Directions for this task:
The lines to return are those below that contain the word "serde".

[Collected data]
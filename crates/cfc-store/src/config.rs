use serde::{Deserialize, Serialize};

/// Flush strategy for generation files.
#[derive(Clone, Copy, Debug, Default, PartialEq, Eq, Serialize, Deserialize)]
#[serde(rename_all = "kebab-case")]
pub enum SyncMode {
    /// `fsync` the data file and the index after every commit.
    EveryWrite,
    /// Flush to the OS after every commit and let it decide when to sync.
    #[default]
    OsDefault,
}

/// Compression applied to entry payloads.
#[derive(Clone, Copy, Debug, Default, PartialEq, Eq, Serialize, Deserialize)]
#[serde(tag = "algorithm", rename_all = "kebab-case")]
pub enum Compression {
    #[default]
    None,
    Zstd { level: i32 },
}

/// Settings for the on-disk store.
#[derive(Clone, Debug, Default, PartialEq, Eq, Serialize, Deserialize)]
#[serde(default)]
pub struct StoreConfig {
    pub sync_mode: SyncMode,
    pub compression: Compression,
}
//! Codec registry and isolate contexts for the configuration cache.
//!
//! Values are written through a [`WriteContext`] and read back through a
//! [`ReadContext`]. Each value is preceded by the [`TypeTag`] of the codec that
//! wrote it, so readers can reconstruct values polymorphically. Codecs are
//! chosen from the innermost [`Isolate`] of the context, which also names the
//! [`IsolateOwner`](cfc_types::IsolateOwner) the operation runs for.
//!
//! # Example
//!
//! ```
//! use std::sync::Arc;
//!
//! use cfc_codec::{Codecs, IsolateContext, ProjectRegistry, ReadContext, WriteContext};
//! use cfc_protocol::{ReadIdentities, WriteIdentities};
//! use cfc_types::{IsolateOwner, ProjectPath};
//!
//! let codecs = Codecs::new().unwrap().user_types();
//! let host = Arc::new(ProjectRegistry::root());
//! let owner = IsolateOwner::project(ProjectPath::parse(":app").unwrap());
//!
//! let mut write = WriteContext::new(Arc::new(WriteIdentities::new()), host.clone());
//! write
//!     .run_in_isolate(owner.clone(), codecs.clone(), |ctx| {
//!         ctx.write(&ProjectPath::parse(":app:lib").unwrap())
//!     })
//!     .unwrap();
//! let bytes = write.finish();
//!
//! let mut read = ReadContext::new(&bytes, Arc::new(ReadIdentities::new()), host).unwrap();
//! let path: ProjectPath = read
//!     .run_in_isolate(owner, codecs, |ctx| ctx.read())
//!     .unwrap();
//! assert_eq!(path.to_string(), ":app:lib");
//! ```

pub mod builtins;
pub mod codec;
pub mod composite;
pub mod context;
pub mod error;
pub mod host;
pub mod isolate;
pub mod registry;

pub use builtins::{tags, Codecs};
pub use codec::{Codec, TypeTag};
pub use composite::{ListCodec, OptionCodec, PairCodec, SharedCodec};
pub use context::{ReadContext, WriteContext};
pub use error::{CodecError, CodecResult};
pub use host::{BuildHost, ProjectRegistry};
pub use isolate::{Isolate, IsolateContext, IsolateGuard, IsolateStack};
pub use registry::{CodecRegistry, CodecRegistryBuilder};
//! Handles returned by [`StateStore`](crate::StateStore) operations.

use std::collections::HashSet;
use std::fmt;
use std::io;
use std::sync::{Arc, Mutex};

use cfc_types::StoreKey;

use crate::error::{StoreError, StoreResult};

/// Keys with a write in flight.
#[derive(Debug, Default)]
pub(crate) struct Reservations {
    keys: Mutex<HashSet<StoreKey>>,
}

impl Reservations {
    /// Reserve `key` and hand out a write handle, unless the key is reserved
    /// already or `committed` reports it as written.
    ///
    /// The reservation is taken before `committed` is consulted and stores
    /// publish a commit before releasing its reservation, so at every instant
    /// a written key is visible in at least one of the two places.
    pub(crate) fn begin_write(
        self: &Arc<Self>,
        key: &StoreKey,
        generation: u64,
        committed: impl FnOnce(&StoreKey) -> bool,
    ) -> StoreResult<WriteHandle> {
        let inserted = self
            .keys
            .lock()
            .expect("lock poisoned")
            .insert(key.clone());
        if !inserted {
            return Err(StoreError::DuplicateKey(key.clone()));
        }
        let reservation = Reservation {
            key: key.clone(),
            owner: Arc::clone(self),
        };
        if committed(key) {
            return Err(StoreError::DuplicateKey(key.clone()));
        }
        Ok(WriteHandle {
            key: key.clone(),
            generation,
            buffer: Vec::new(),
            reservation,
        })
    }

    pub(crate) fn in_flight(&self) -> usize {
        self.keys.lock().expect("lock poisoned").len()
    }
}

/// Releases a key reservation when dropped.
pub(crate) struct Reservation {
    key: StoreKey,
    owner: Arc<Reservations>,
}

impl Drop for Reservation {
    fn drop(&mut self) {
        self.owner
            .keys
            .lock()
            .expect("lock poisoned")
            .remove(&self.key);
    }
}

/// Exclusive, uncommitted write to one key.
///
/// Bytes accumulate in the handle and reach the store only on commit.
/// Dropping the handle abandons the write and frees the key.
pub struct WriteHandle {
    key: StoreKey,
    generation: u64,
    buffer: Vec<u8>,
    reservation: Reservation,
}

impl WriteHandle {
    pub fn key(&self) -> &StoreKey {
        &self.key
    }

    /// Append bytes to the pending entry.
    pub fn write(&mut self, bytes: &[u8]) {
        self.buffer.extend_from_slice(bytes);
    }

    pub fn len(&self) -> usize {
        self.buffer.len()
    }

    pub fn is_empty(&self) -> bool {
        self.buffer.is_empty()
    }

    pub(crate) fn generation(&self) -> u64 {
        self.generation
    }

    /// Split into key, payload, and the reservation, which the committing
    /// store keeps alive until the entry is published.
    pub(crate) fn into_parts(self) -> (StoreKey, Vec<u8>, Reservation) {
        (self.key, self.buffer, self.reservation)
    }
}

impl io::Write for WriteHandle {
    fn write(&mut self, buf: &[u8]) -> io::Result<usize> {
        self.buffer.extend_from_slice(buf);
        Ok(buf.len())
    }

    fn flush(&mut self) -> io::Result<()> {
        Ok(())
    }
}

impl fmt::Debug for WriteHandle {
    fn fmt(&self, f: &mut fmt::Formatter<'_>) -> fmt::Result {
        f.debug_struct("WriteHandle")
            .field("key", &self.key)
            .field("generation", &self.generation)
            .field("len", &self.buffer.len())
            .finish()
    }
}

/// The committed bytes of one entry.
#[derive(Clone)]
pub struct ReadHandle {
    key: StoreKey,
    bytes: Arc<[u8]>,
}

impl ReadHandle {
    pub(crate) fn new(key: StoreKey, bytes: Arc<[u8]>) -> Self {
        Self { key, bytes }
    }

    pub fn key(&self) -> &StoreKey {
        &self.key
    }

    pub fn bytes(&self) -> &[u8] {
        &self.bytes
    }

    pub fn len(&self) -> usize {
        self.bytes.len()
    }

    pub fn is_empty(&self) -> bool {
        self.bytes.is_empty()
    }
}

impl fmt::Debug for ReadHandle {
    fn fmt(&self, f: &mut fmt::Formatter<'_>) -> fmt::Result {
        f.debug_struct("ReadHandle")
            .field("key", &self.key)
            .field("len", &self.bytes.len())
            .finish()
    }
}

#[cfg(test)]
mod tests {
    use super::*;
    use cfc_types::{ProjectPath, StateType};
    use std::io::Write;

    fn key(path: &str) -> StoreKey {
        StoreKey::new(StateType::ProjectMetadata, ProjectPath::parse(path).unwrap())
    }

    #[test]
    fn reservation_is_exclusive_until_dropped() {
        let reservations = Arc::new(Reservations::default());
        let handle = reservations.begin_write(&key(":app"), 0, |_| false).unwrap();
        assert!(matches!(
            reservations.begin_write(&key(":app"), 0, |_| false),
            Err(StoreError::DuplicateKey(_))
        ));
        assert!(reservations.begin_write(&key(":lib"), 0, |_| false).is_ok());
        assert_eq!(reservations.in_flight(), 1);

        drop(handle);
        assert_eq!(reservations.in_flight(), 0);
        assert!(reservations.begin_write(&key(":app"), 0, |_| false).is_ok());
    }

    #[test]
    fn committed_key_is_rejected_and_reservation_released() {
        let reservations = Arc::new(Reservations::default());
        let result = reservations.begin_write(&key(":app"), 0, |_| true);
        assert!(matches!(result, Err(StoreError::DuplicateKey(_))));
        assert_eq!(reservations.in_flight(), 0);
    }

    #[test]
    fn writes_accumulate() {
        let reservations = Arc::new(Reservations::default());
        let mut handle = reservations.begin_write(&key(":app"), 3, |_| false).unwrap();
        handle.write(b"abc");
        Write::write_all(&mut handle, b"def").unwrap();
        assert_eq!(handle.len(), 6);
        assert_eq!(handle.generation(), 3);

        let (k, bytes, _reservation) = handle.into_parts();
        assert_eq!(k, key(":app"));
        assert_eq!(bytes, b"abcdef");
        assert_eq!(reservations.in_flight(), 1);
    }
}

Solution for this exercise:
use serde::{Deserialize, Serialize};
#[serde(rename_all = "kebab-case")]
#[serde(tag = "algorithm", rename_all = "kebab-case")]
#[serde(default)]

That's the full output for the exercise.